Percolation and Connectivity in the Intrinsically Secure Communications Graph

TL;DR

This paper analyzes the global connectivity properties of the intrinsically secure communications graph (iS-graph), demonstrating phase transitions for percolation and deriving asymptotic and explicit formulas for full connectivity in large networks, considering eavesdropper effects.

Contribution

It provides the first rigorous analysis of percolation and full connectivity in the iS-graph, including phase transition proofs and explicit connectivity probability formulas.

Findings

Existence of a phase transition for percolation in the iS-graph.

Asymptotic behavior of full connectivity as legitimate node density grows.

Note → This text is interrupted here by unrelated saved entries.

use crate::codegen::transform_document;
use crate::codegen::CodegenConfig;
use crate::document;
use crate::render;
use crate::schema::Schema;
use crate::test::snapshot_tests::snapshot_test_case::SnapshotExpectation;
use crate::test::snapshot_tests::snapshot_test_case::SnapshotTestCase;
use crate::test::snapshot_tests::utils;
use rayon::prelude::IntoParallelRefIterator;
use rayon::prelude::ParallelIterator;
use std::fs;
use std::path::Path;
use std::path::PathBuf;

/// Result of a single snapshot test
#[derive(Debug)]
pub struct SnapshotTestResult {
    pub error_message: Option<String>,
    pub file_path: PathBuf,
    pub passed: bool,
    pub test_name: String,
}

/// Collection of snapshot test results
#[derive(Debug, Default)]
pub struct SnapshotTestResults {
    pub results: Vec<SnapshotTestResult>,
}

impl SnapshotTestResults {
    pub fn all_passed(&self) -> bool {
        self.results.iter().all(|r| r.passed)
    }

    pub fn failure_report(&self) -> String {
        let failures = self.results.iter().filter(|r| !r.passed).collect::<Vec<_>>();
        let failures_len = failures.len();
        let results_len = self.results.len();
        let failures_text = failures
            .iter()
            .map(|r| {
                let test_name = &r.test_name;
                let file_path = r.file_path.display();
                let msg = r.error_message.as_deref().unwrap_or("error");
                format!("❌ {test_name}\n   File: {file_path}\n   {msg}")
            })
            .collect::<Vec<_>>()
            .join("\n\n");

        format!("{failures_len} of {results_len} snapshot tests failed:\n\n{failures_text}")
    }

    pub fn summary(&self) -> String {
        let all_passed = self.all_passed();
        let emoji = if all_passed { "✅" } else { "❌" };
        let banner = format!("{emoji} ========================================");
        let total = self.results.len();
        let failed = self.results.iter().filter(|r| !r.passed).count();
        let passed = total - failed;

        format!(
            "{banner}\n{emoji} CODEGEN SNAPSHOT SUMMARY\n{banner}\n\
            Total tests: {total}\nPassed: {passed}\nFailed: {failed}\n{banner}"
        )
    }
}

/// Runs every fixture under `fixtures_dir` in parallel.
pub fn run_snapshot_tests(fixtures_dir: &Path) -> SnapshotTestResults {
    let test_cases = SnapshotTestCase::discover_all(fixtures_dir);
    let results = test_cases.par_iter()
        .map(run_test_case)
        .collect::<Vec<_>>();

    SnapshotTestResults { results }
}

fn run_test_case(test_case: &SnapshotTestCase) -> SnapshotTestResult {
    let outcome = generate(test_case);

    let (passed, error_message, file_path) = match (&test_case.expectation, outcome) {
        (SnapshotExpectation::Output(expected_path), Ok(actual)) => {
            match fs::read_to_string(expected_path) {
                Ok(expected) if utils::normalize_newlines(&expected) == actual =>
                    (true, None, expected_path.clone()),
                Ok(expected) => (false, Some(format!(
                    "Expected output:\n{}\nGot:\n{actual}",
                    utils::normalize_newlines(&expected),
                )), expected_path.clone()),
                Err(err) => (false, Some(format!(
                    "Failed to read expected output: {err}",
                )), expected_path.clone()),
            }
        },

        (SnapshotExpectation::Output(expected_path), Err(err)) => (false, Some(format!(
            "Expected: Successful generation\nGot: {err}",
        )), expected_path.clone()),

        (SnapshotExpectation::ErrorContaining(patterns), Ok(actual)) => (false, Some(format!(
            "Expected: An error containing {patterns:?}\nGot output:\n{actual}",
        )), test_case.operation_path.clone()),

        (SnapshotExpectation::ErrorContaining(patterns), Err(err)) => {
            let unmatched = patterns.iter()
                .filter(|pattern| !err.contains(pattern.as_str()))
                .map(|pattern| format!("  ✗ {pattern}"))
                .collect::<Vec<_>>();
            if unmatched.is_empty() {
                (true, None, test_case.operation_path.clone())
            } else {
                (false, Some(format!(
                    "Not all expected error patterns matched:\n{}\n\nActual error:\n{err}",
                    unmatched.join("\n"),
                )), test_case.operation_path.clone())
            }
        },
    };

    SnapshotTestResult {
        error_message,
        file_path,
        passed,
        test_name: test_case.name.to_owned(),
    }
}

/// Loads, transforms, and renders one fixture. Errors are stringified so
/// that every stage's failure can be matched the same way.
fn generate(test_case: &SnapshotTestCase) -> Result<String, String> {
    let schema = Schema::load_file(&test_case.schema_path)
        .map_err(|err| err.to_string())?;
    let operation = document::load_document_file(&test_case.operation_path)
        .map_err(|err| err.to_string())?;
    let config = match &test_case.config_path {
        Some(config_path) => {
            let json = fs::read_to_string(config_path).map_err(|err| err.to_string())?;
            serde_json::from_str::<CodegenConfig>(&json).map_err(|err| err.to_string())?
        },
        None => CodegenConfig::default(),
    };

    let declarations = transform_document(&schema, &operation, &config)
        .map_err(|err| err.to_string())?;
    Ok(render::render_file("operation.graphql", &declarations))
}
/// Utility for building a [`Schema`] from one or more GraphQL SDL documents.
///
/// ```
/// # use graphql_tsgen::schema::SchemaBuilder;
/// let schema = SchemaBuilder::new()
///     .load_str(None, "type Query { hello: String }")?
///     .build()?;
/// assert!(schema.query_type().is_some());
/// # Ok::<(), graphql_tsgen::schema::SchemaBuildError>(())
/// ```
#[derive(Debug)]
pub struct SchemaBuilder {
    extensions: Vec<(Option<PathBuf>, ast::schema::TypeExtension)>,
    mutation_type: Option<NamedTypeDefLocation>,
    query_type: Option<NamedTypeDefLocation>,
    subscription_type: Option<NamedTypeDefLocation>,
    types_map_builder: TypesMapBuilder,
}
impl SchemaBuilder {
    pub fn build(mut self) -> Result<Schema> {
        // Extensions are applied only once every definition has been loaded
        // so that an extension may precede the type it extends.
        for (file_path, ext) in std::mem::take(&mut self.extensions) {
            self.apply_type_extension(file_path.as_deref(), ext)?;
        }

        assemble_schema(
            self.types_map_builder,
            RootTypeNames {
                mutation: self.mutation_type.map(|t| t.type_name),
                query: self.query_type.map(|t| t.type_name),
                subscription: self.subscription_type.map(|t| t.type_name),
            },
        )
    }

    pub fn new() -> Self {
        Self {
            extensions: vec![],
            mutation_type: None,
            query_type: None,
            subscription_type: None,
            types_map_builder: TypesMapBuilder::new(),
        }
    }

    pub fn load_file(
        self,
        file_path: impl AsRef<Path>,
    ) -> Result<Self> {
        self.load_files(vec![file_path])
    }

    pub fn load_files(
        mut self,
        file_paths: Vec<impl AsRef<Path>>,
    ) -> Result<Self> {
        for file_path in file_paths {
            let file_path = file_path.as_ref();
            let file_content = file_reader::read_content(file_path)
                .map_err(|err| SchemaBuildError::SchemaFileReadError(
                    Box::new(err),
                ))?;
            self = self.load_str(
                Some(file_path.to_path_buf()),
                file_content.as_str(),
            )?;
        }
        Ok(self)
    }

    pub fn load_str(
        mut self,
        file_path: Option<PathBuf>,
        content: &str,
    ) -> Result<Self> {
        let ast_doc =
            graphql_parser::schema::parse_schema::<String>(content)
                .map_err(|err| SchemaBuildError::ParseError {
                    file: file_path.to_owned(),
                    err: err.to_string(),
                })?.into_static();

        for def in ast_doc.definitions {
            self.visit_ast_def(file_path.as_deref(), def)?;
        }

        Ok(self)
    }

    fn apply_type_extension(
        &mut self,
        file_path: Option<&Path>,
        ext: ast::schema::TypeExtension,
    ) -> Result<()> {
        use ast::schema::TypeExtension;
        let (type_name, position, expected_kind) = match &ext {
            TypeExtension::Enum(e) => (e.name.as_str(), e.position, GraphQLTypeKind::Enum),
            TypeExtension::InputObject(e) => (e.name.as_str(), e.position, GraphQLTypeKind::InputObject),
            TypeExtension::Interface(e) => (e.name.as_str(), e.position, GraphQLTypeKind::Interface),
            TypeExtension::Object(e) => (e.name.as_str(), e.position, GraphQLTypeKind::Object),
            TypeExtension::Scalar(e) => (e.name.as_str(), e.position, GraphQLTypeKind::Scalar),
            TypeExtension::Union(e) => (e.name.as_str(), e.position, GraphQLTypeKind::Union),
        };
        let extension_loc: loc::SchemaDefLocation =
            loc::FilePosition::from_pos(file_path, position).into();

        let Some(existing_type) = self.types_map_builder.get_type_mut(type_name) else {
            return Err(SchemaBuildError::ExtensionOfUndefinedType {
                type_name: type_name.to_string(),
                extension_type_loc: extension_loc,
            });
        };

        if existing_type.kind() != expected_kind {
            return Err(SchemaBuildError::InvalidExtensionType {
                extension_loc,
                schema_type_kind: existing_type.kind(),
                type_name: type_name.to_string(),
            });
        }

        match (existing_type, ext) {
            (GraphQLType::Enum(enum_type), TypeExtension::Enum(enum_ext)) =>
                add_enum_values(enum_type, file_path, &enum_ext.values),

            (GraphQLType::Object(obj_type), TypeExtension::Object(obj_ext)) =>
                add_object_fields(obj_type, file_path, &obj_ext.fields),

            // Extensions of the remaining kinds only add directives or
            // members that don't affect generated shapes.
            _ => Ok(()),
        }
    }

    fn visit_ast_def(
        &mut self,
        file_path: Option<&Path>,
        def: ast::schema::Definition,
    ) -> Result<()> {
        use ast::schema::Definition;
        match def {
            Definition::SchemaDefinition(schema_def) =>
                self.visit_ast_schemablock_def(file_path, schema_def),
            Definition::TypeDefinition(type_def) =>
                self.visit_ast_type_def(file_path, type_def),
            Definition::TypeExtension(type_ext) => {
                self.extensions.push((file_path.map(Path::to_path_buf), type_ext));
                Ok(())
            },
            Definition::DirectiveDefinition(directive_def) => {
                log::trace!(
                    "Ignoring definition of the `@{}` directive.",
                    directive_def.name,
                );
                Ok(())
            },
        }
    }

    fn visit_ast_schemablock_def(
        &mut self,
        file_path: Option<&Path>,
        schema_def: ast::schema::SchemaDefinition,
    ) -> Result<()> {
        let roots = [
            (OperationKind::Query, schema_def.query),
            (OperationKind::Mutation, schema_def.mutation),
            (OperationKind::Subscription, schema_def.subscription),
        ];

        for (operation, type_name) in roots {
            let Some(type_name) = type_name else {
                continue;
            };
            let typedef_loc = NamedTypeDefLocation::from_pos(
                type_name,
                file_path,
                schema_def.position,
            );
            let slot = match operation {
                OperationKind::Mutation => &mut self.mutation_type,
                OperationKind::Query => &mut self.query_type,
                OperationKind::Subscription => &mut self.subscription_type,
            };
            if let Some(existing_typedef_loc) = slot {
                return Err(SchemaBuildError::DuplicateOperationDefinition {
                    operation,
                    location1: existing_typedef_loc.clone(),
                    location2: typedef_loc,
                });
            }
            *slot = Some(typedef_loc);
        }

        Ok(())
    }

    fn visit_ast_type_def(
        &mut self,
        file_path: Option<&Path>,
        type_def: ast::schema::TypeDefinition,
    ) -> Result<()> {
        use ast::schema::TypeDefinition;
        match type_def {
            TypeDefinition::Enum(enum_def) => {
                let def_location: loc::SchemaDefLocation =
                    loc::FilePosition::from_pos(file_path, enum_def.position).into();
                if enum_def.values.is_empty() {
                    return Err(SchemaBuildError::EnumWithNoValues {
                        type_name: enum_def.name,
                        location: def_location,
                    });
                }

                let mut enum_type = EnumType {
                    def_location: def_location.clone(),
                    description: enum_def.description,
                    name: enum_def.name.to_owned(),
                    values: IndexMap::new(),
                };
                add_enum_values(&mut enum_type, file_path, &enum_def.values)?;
                self.types_map_builder.add_new_type(
                    enum_def.name.as_str(),
                    &def_location,
                    GraphQLType::Enum(enum_type),
                )
            },

            TypeDefinition::InputObject(input_def) => self.add_opaque_type(
                file_path,
                input_def.position,
                input_def.name,
                input_def.description,
                GraphQLType::InputObject,
            ),

            TypeDefinition::Interface(iface_def) => self.add_opaque_type(
                file_path,
                iface_def.position,
                iface_def.name,
                iface_def.description,
                GraphQLType::Interface,
            ),

            TypeDefinition::Object(obj_def) => {
                let def_location: loc::SchemaDefLocation =
                    loc::FilePosition::from_pos(file_path, obj_def.position).into();
                let mut obj_type = ObjectType::new(
                    obj_def.name.as_str(),
                    obj_def.description,
                    def_location.clone(),
                );
                add_object_fields(&mut obj_type, file_path, &obj_def.fields)?;
                self.types_map_builder.add_new_type(
                    obj_def.name.as_str(),
                    &def_location,
                    GraphQLType::Object(obj_type),
                )
            },

            TypeDefinition::Scalar(scalar_def) => {
                let def_location: loc::SchemaDefLocation =
                    loc::FilePosition::from_pos(file_path, scalar_def.position).into();
                self.types_map_builder.add_new_type(
                    scalar_def.name.as_str(),
                    &def_location,
                    GraphQLType::Scalar(ScalarType {
                        def_location: def_location.clone(),
                        description: scalar_def.description,
                        name: scalar_def.name.to_owned(),
                    }),
                )
            },

            TypeDefinition::Union(union_def) => self.add_opaque_type(
                file_path,
                union_def.position,
                union_def.name,
                union_def.description,
                GraphQLType::Union,
            ),
        }
    }

    fn add_opaque_type(
        &mut self,
        file_path: Option<&Path>,
        position: graphql_parser::Pos,
        name: String,
        description: Option<String>,
        wrap: fn(OpaqueType) -> GraphQLType,
    ) -> Result<()> {
        let def_location: loc::SchemaDefLocation =
            loc::FilePosition::from_pos(file_path, position).into();
        self.types_map_builder.add_new_type(
            name.as_str(),
            &def_location,
            wrap(OpaqueType {
                def_location: def_location.clone(),
                description,
                name: name.to_owned(),
            }),
        )
    }
}
impl Default for SchemaBuilder {
    fn default() -> Self {
        Self::new()
    }
}
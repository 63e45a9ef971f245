use clap::CommandFactory;
use crate::commands;

#[derive(clap::Parser, Debug)]
#[command(name = "graphql-tsgen", version)]
pub(crate) struct Cli {
    #[command(subcommand)]
    pub(crate) cmd: Option<commands::CommandEnum>,

    #[arg(
        help="Enable verbose output.",
        long,
        short='v',
    )]
    pub verbose: bool,
}
impl Cli {
    pub(crate) async fn run_default(self) -> anyhow::Result<()> {
        Self::command().print_help()?;
        Ok(())
    }
}
mod generate;

use crate::Cli;
use crate::CommandResult;
use generate::GenerateCmd;

#[derive(Debug, clap::Parser)]
#[command(name = "graphql-tsgen")]
pub(crate) enum CommandEnum {
    /// Generate TypeScript declarations for GraphQL operation documents.
    Generate(Box<GenerateCmd>),
}
impl CommandEnum {
    pub(crate) async fn run(self, cli: Cli) -> CommandResult {
        match self {
            Self::Generate(cmd) => cmd.run(cli).await
        }
    }
}
use crate::loc;
use crate::types::DeprecationState;
use indexmap::IndexMap;

/// Represents an [enum type](https://spec.graphql.org/October2021/#sec-Enums).
#[derive(Clone, Debug, PartialEq)]
pub struct EnumType {
    pub(crate) def_location: loc::SchemaDefLocation,
    pub(crate) description: Option<String>,
    pub(crate) name: String,
    pub(crate) values: IndexMap<String, EnumValue>,
}
impl EnumType {
    pub fn def_location(&self) -> &loc::SchemaDefLocation {
        &self.def_location
    }

    pub fn description(&self) -> Option<&str> {
        self.description.as_deref()
    }

    pub fn name(&self) -> &str {
        self.name.as_str()
    }

    /// The values of this enum, in the order they were defined (values added
    /// by type extensions come after those on the definition).
    pub fn values(&self) -> impl Iterator<Item = &EnumValue> {
        self.values.values()
    }

    pub fn value(&self, name: &str) -> Option<&EnumValue> {
        self.values.get(name)
    }
}

/// Represents one value defined within a specific [`EnumType`].
#[derive(Clone, Debug, PartialEq)]
pub struct EnumValue {
    pub(crate) def_location: loc::SchemaDefLocation,
    pub(crate) deprecation: DeprecationState,
    pub(crate) description: Option<String>,
    pub(crate) name: String,
}
impl EnumValue {
    pub fn def_location(&self) -> &loc::SchemaDefLocation {
        &self.def_location
    }

    pub fn deprecation(&self) -> &DeprecationState {
        &self.deprecation
    }

    pub fn description(&self) -> Option<&str> {
        self.description.as_deref()
    }

    pub fn name(&self) -> &str {
        self.name.as_str()
    }
}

Explicit expressions for the probability of full connectivity in finite regions.

Abstract

The ability to exchange secret information is critical to many commercial, governmental, and military networks. The intrinsically secure communications graph (iS-graph) is a random graph which describes the connections that can be securely established over a large-scale network, by exploiting the physical properties of the wireless medium. This paper aims to characterize the global properties of the iS-graph in terms of: (i) percolation on the infinite plane, and (ii) full connectivity on a finite region. First, for the Poisson iS-graph defined on the infinite plane, the existence of a phase transition is proven, whereby an unbounded component of connected nodes suddenly arises as the density of legitimate nodes is increased. This shows that long-range secure communication is still possible in the presence of eavesdroppers. Second, full connectivity on a finite region of the Poisson iS-graph is considered. The exact asymptotic behavior of full connectivity in the limit of a large density of legitimate nodes is characterized. Then, simple, explicit expressions are derived in order to closely approximate the probability of full connectivity for a finite density of legitimate nodes. The results help clarify how the presence of eavesdroppers can compromise long-range secure communication.